Output, without alteration, the first line of the entries and each line after it, stopping with the line that contains "use std::path::PathBuf;".

:: Entries supplied ::
◆ ◆ ◆ ◆ ◆ ◆ ◆

//! fetch -> normalize -> decode -> compose -> encode.
//!
//! Components are processed one after another. Each downloaded grid lives in
//! a scratch file next to the output texture that is removed when the run
//! ends, whether it succeeded or not. The texture and descriptor are staged
//! in full before either is renamed into place, so a failed run leaves
//! neither behind.

use std::path::PathBuf;

use grib_tools::GridToolchain;
use renderer::{compose, create_png_rgb, render_scene, stage};
use tempfile::TempPath;
use tracing::{info, instrument, warn};
use wind_common::{Component, GridRecord, WindResult};

use crate::config::PipelineConfig;
use crate::fetch::GridFetcher;

/// Files produced by a successful run.
#[derive(Debug, Clone, PartialEq, Eq)]
pub struct PipelineOutput {
    pub texture: PathBuf,
    pub descriptor: Option<PathBuf>,
    pub width: usize,
    pub height: usize,
}

/// Download and decode one component into a record.
///
/// The scratch guard is pushed before the download starts so a partially
/// written file is still removed.
#[instrument(skip_all, fields(component = %component))]
async fn load_component(
    config: &PipelineConfig,
    component: Component,
    fetcher: &dyn GridFetcher,
    toolchain: &dyn GridToolchain,
    scratch: &mut Vec<TempPath>,
) -> WindResult<GridRecord> {
    let url = config.url_for(component);
    let path = config.scratch_path(component);
    scratch.push(TempPath::try_from_path(&path)?);

    info!(url = %url, "Downloading");
    let bytes = fetcher.fetch(&url, &path).await?;

    let record = toolchain.load_record(&path).await?;
    info!(
        bytes,
        width = record.width(),
        height = record.height(),
        "Decoded component grid"
    );
    Ok(record)
}

async fn run_inner(
    config: &PipelineConfig,
    fetcher: &dyn GridFetcher,
    toolchain: &dyn GridToolchain,
    scratch: &mut Vec<TempPath>,
) -> WindResult<PipelineOutput> {
    let east = load_component(config, Component::East, fetcher, toolchain, scratch).await?;
    let north = load_component(config, Component::North, fetcher, toolchain, scratch).await?;

    let texture = compose(east, north)?;
    let png = create_png_rgb(texture.as_rgb(), texture.width(), texture.height())?;
    let staged_texture = stage(&config.texture_path, &png)?;

    let staged_descriptor = match &config.descriptor {
        Some(descriptor) => {
            let texture_ref = config.texture_path.to_string_lossy();
            let document = render_scene(&texture_ref, &descriptor.options);
            Some(stage(&descriptor.path, document.as_bytes())?)
        }
        None => None,
    };

    let texture_path = staged_texture.commit()?;
    info!(path = %texture_path.display(), "Wrote");

    let descriptor = match staged_descriptor {
        Some(staged) => match staged.commit() {
            Ok(path) => {
                info!(path = %path.display(), "Wrote");
                Some(path)
            }
            Err(e) => {
                if let Err(remove) = std::fs::remove_file(&texture_path) {
                    warn!(path = %texture_path.display(), error = %remove, "Failed to remove texture");
                }
                return Err(e);
            }
        },
        None => None,
    };

    Ok(PipelineOutput {
        texture: texture_path,
        descriptor,
        width: texture.width(),
        height: texture.height(),
    })
}

/// Run the whole pipeline once.
///
/// Scratch files are deleted before this returns on every path.
pub async fn run(
    config: &PipelineConfig,
    fetcher: &dyn GridFetcher,
    toolchain: &dyn GridToolchain,
) -> WindResult<PipelineOutput> {
    let mut scratch = Vec::with_capacity(Component::ALL.len());
    let result = run_inner(config, fetcher, toolchain, &mut scratch).await;

    for path in scratch {
        let shown = path.display().to_string();
        if let Err(e) = path.close() {
            // fetch failed before creating the file
            if e.kind() != std::io::ErrorKind::NotFound {
                warn!(path = %shown, error = %e, "Failed to remove scratch file");
            }
        }
    }

    result
}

◆ ◆ ◆ ◆ ◆ ◆ ◆

:: Expected answer ::
//! fetch -> normalize -> decode -> compose -> encode.
//!
//! Components are processed one after another. Each downloaded grid lives in
//! a scratch file next to the output texture that is removed when the run
//! ends, whether it succeeded or not. The texture and descriptor are staged
//! in full before either is renamed into place, so a failed run leaves
//! neither behind.

use std::path::PathBuf;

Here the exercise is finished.